use sqlx::SqlitePool;
use time::OffsetDateTime;
use tracing::{debug, info};

use crate::{
    error::{SocialError, SocialResult},
    profiles::{store as profiles, Profile},
};

use super::{graph, requests, Decision, FriendRequest, IncomingRequest, RequestStatus};

/// The only writer of request status and the only thing that adds friends.
///
/// Callers pass emails of already-authenticated users; every operation
/// resolves them against the profile store first.
#[derive(Clone)]
pub struct FriendRequestWorkflow {
    db_pool: SqlitePool,
}

impl FriendRequestWorkflow {
    pub fn new(db_pool: SqlitePool) -> Self {
        Self { db_pool }
    }

    pub async fn send(&self, sender_email: &str, receiver_email: &str) -> SocialResult<FriendRequest> {
        let sender_email = profiles::normalize_email(sender_email);
        let receiver_email = profiles::normalize_email(receiver_email);

        if sender_email == receiver_email {
            return Err(SocialError::SelfRequest);
        }

        let sender = self.acting_profile(&sender_email).await?;
        let receiver = profiles::find_by_email(&self.db_pool, &receiver_email)
            .await?
            .ok_or(SocialError::UnknownReceiver)?;

        // any earlier request for the pair blocks a new one, even a rejected one
        if requests::find(&self.db_pool, sender.id, receiver.id).await?.is_some() {
            return Err(SocialError::DuplicateRequest);
        }

        let request = requests::create(&self.db_pool, sender.id, receiver.id).await?;
        info!(
            request_id = %request.id,
            sender = %sender.email,
            receiver = %receiver.email,
            "friend request sent"
        );
        Ok(request)
    }

    /// Applies the receiver's decision to the request `sender_email` sent them.
    ///
    /// Only a pending request moves. Anything already decided is returned
    /// unchanged, so repeating a call is harmless. Acceptance writes the new
    /// status and both friendship rows in one transaction.
    pub async fn resolve(
        &self,
        receiver_email: &str,
        sender_email: &str,
        decision: Decision,
    ) -> SocialResult<FriendRequest> {
        let receiver = self.acting_profile(receiver_email).await?;
        let sender = profiles::find_by_email(&self.db_pool, sender_email)
            .await?
            .ok_or(SocialError::UnknownSender)?;

        let request = requests::find(&self.db_pool, sender.id, receiver.id)
            .await?
            .ok_or(SocialError::NoSuchRequest)?;

        if !request.is_pending() {
            debug!(request_id = %request.id, status = %request.status, "request already decided");
            return Ok(request);
        }

        let decided = FriendRequest {
            status: decision.outcome(),
            updated_at: OffsetDateTime::now_utc(),
            ..request
        };

        let mut tx = self.db_pool.begin().await?;
        if !requests::save(&mut *tx, &decided).await? {
            // someone else decided it between our read and our write
            drop(tx);
            let current = requests::find(&self.db_pool, sender.id, receiver.id)
                .await?
                .ok_or(SocialError::NoSuchRequest)?;
            debug!(request_id = %current.id, status = %current.status, "request decided concurrently");
            return Ok(current);
        }

        if decided.status == RequestStatus::Accepted {
            graph::insert_mutual_edge(&mut *tx, sender.id, receiver.id).await?;
        }
        tx.commit().await?;

        info!(
            request_id = %decided.id,
            sender = %sender.email,
            receiver = %receiver.email,
            status = %decided.status,
            "friend request resolved"
        );
        Ok(decided)
    }

    /// Pending requests addressed to `receiver_email`, oldest first.
    pub async fn list_pending_for(&self, receiver_email: &str) -> SocialResult<Vec<IncomingRequest>> {
        let receiver = self.acting_profile(receiver_email).await?;
        requests::find_by_receiver(&self.db_pool, receiver.id, RequestStatus::Pending).await
    }

    pub async fn list_friends(&self, email: &str) -> SocialResult<Vec<Profile>> {
        let profile = self.acting_profile(email).await?;
        graph::list_friends(&self.db_pool, profile.id).await
    }

    async fn acting_profile(&self, email: &str) -> SocialResult<Profile> {
        profiles::find_by_email(&self.db_pool, email)
            .await?
            .ok_or(SocialError::ProfileNotFound)
    }
}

────────────────

*What the exercise asks*.
Reproduce all of the entries word for word. Omit nothing.

*Answer to the exercise*.
use sqlx::SqlitePool;
use time::OffsetDateTime;
use tracing::{debug, info};

use crate::{
    error::{SocialError, SocialResult},
    profiles::{store as profiles, Profile},
};

use super::{graph, requests, Decision, FriendRequest, IncomingRequest, RequestStatus};

/// The only writer of request status and the only thing that adds friends.
///
/// Callers pass emails of already-authenticated users; every operation
/// resolves them against the profile store first.
#[derive(Clone)]
pub struct FriendRequestWorkflow {
    db_pool: SqlitePool,
}

impl FriendRequestWorkflow {
    pub fn new(db_pool: SqlitePool) -> Self {
        Self { db_pool }
    }

    pub async fn send(&self, sender_email: &str, receiver_email: &str) -> SocialResult<FriendRequest> {
        let sender_email = profiles::normalize_email(sender_email);
        let receiver_email = profiles::normalize_email(receiver_email);

        if sender_email == receiver_email {
            return Err(SocialError::SelfRequest);
        }

        let sender = self.acting_profile(&sender_email).await?;
        let receiver = profiles::find_by_email(&self.db_pool, &receiver_email)
            .await?
            .ok_or(SocialError::UnknownReceiver)?;

        // any earlier request for the pair blocks a new one, even a rejected one
        if requests::find(&self.db_pool, sender.id, receiver.id).await?.is_some() {
            return Err(SocialError::DuplicateRequest);
        }

        let request = requests::create(&self.db_pool, sender.id, receiver.id).await?;
        info!(
            request_id = %request.id,
            sender = %sender.email,
            receiver = %receiver.email,
            "friend request sent"
        );
        Ok(request)
    }

    /// Applies the receiver's decision to the request `sender_email` sent them.
    ///
    /// Only a pending request moves. Anything already decided is returned
    /// unchanged, so repeating a call is harmless. Acceptance writes the new
    /// status and both friendship rows in one transaction.
    pub async fn resolve(
        &self,
        receiver_email: &str,
        sender_email: &str,
        decision: Decision,
    ) -> SocialResult<FriendRequest> {
        let receiver = self.acting_profile(receiver_email).await?;
        let sender = profiles::find_by_email(&self.db_pool, sender_email)
            .await?
            .ok_or(SocialError::UnknownSender)?;

        let request = requests::find(&self.db_pool, sender.id, receiver.id)
            .await?
            .ok_or(SocialError::NoSuchRequest)?;

        if !request.is_pending() {
            debug!(request_id = %request.id, status = %request.status, "request already decided");
            return Ok(request);
        }

        let decided = FriendRequest {
            status: decision.outcome(),
            updated_at: OffsetDateTime::now_utc(),
            ..request
        };

        let mut tx = self.db_pool.begin().await?;
        if !requests::save(&mut *tx, &decided).await? {
            // someone else decided it between our read and our write
            drop(tx);
            let current = requests::find(&self.db_pool, sender.id, receiver.id)
                .await?
                .ok_or(SocialError::NoSuchRequest)?;
            debug!(request_id = %current.id, status = %current.status, "request decided concurrently");
            return Ok(current);
        }

        if decided.status == RequestStatus::Accepted {
            graph::insert_mutual_edge(&mut *tx, sender.id, receiver.id).await?;
        }
        tx.commit().await?;

        info!(
            request_id = %decided.id,
            sender = %sender.email,
            receiver = %receiver.email,
            status = %decided.status,
            "friend request resolved"
        );
        Ok(decided)
    }

    /// Pending requests addressed to `receiver_email`, oldest first.
    pub async fn list_pending_for(&self, receiver_email: &str) -> SocialResult<Vec<IncomingRequest>> {
        let receiver = self.acting_profile(receiver_email).await?;
        requests::find_by_receiver(&self.db_pool, receiver.id, RequestStatus::Pending).await
    }

    pub async fn list_friends(&self, email: &str) -> SocialResult<Vec<Profile>> {
        let profile = self.acting_profile(email).await?;
        graph::list_friends(&self.db_pool, profile.id).await
    }

    async fn acting_profile(&self, email: &str) -> SocialResult<Profile> {
        profiles::find_by_email(&self.db_pool, email)
            .await?
            .ok_or(SocialError::ProfileNotFound)
    }
}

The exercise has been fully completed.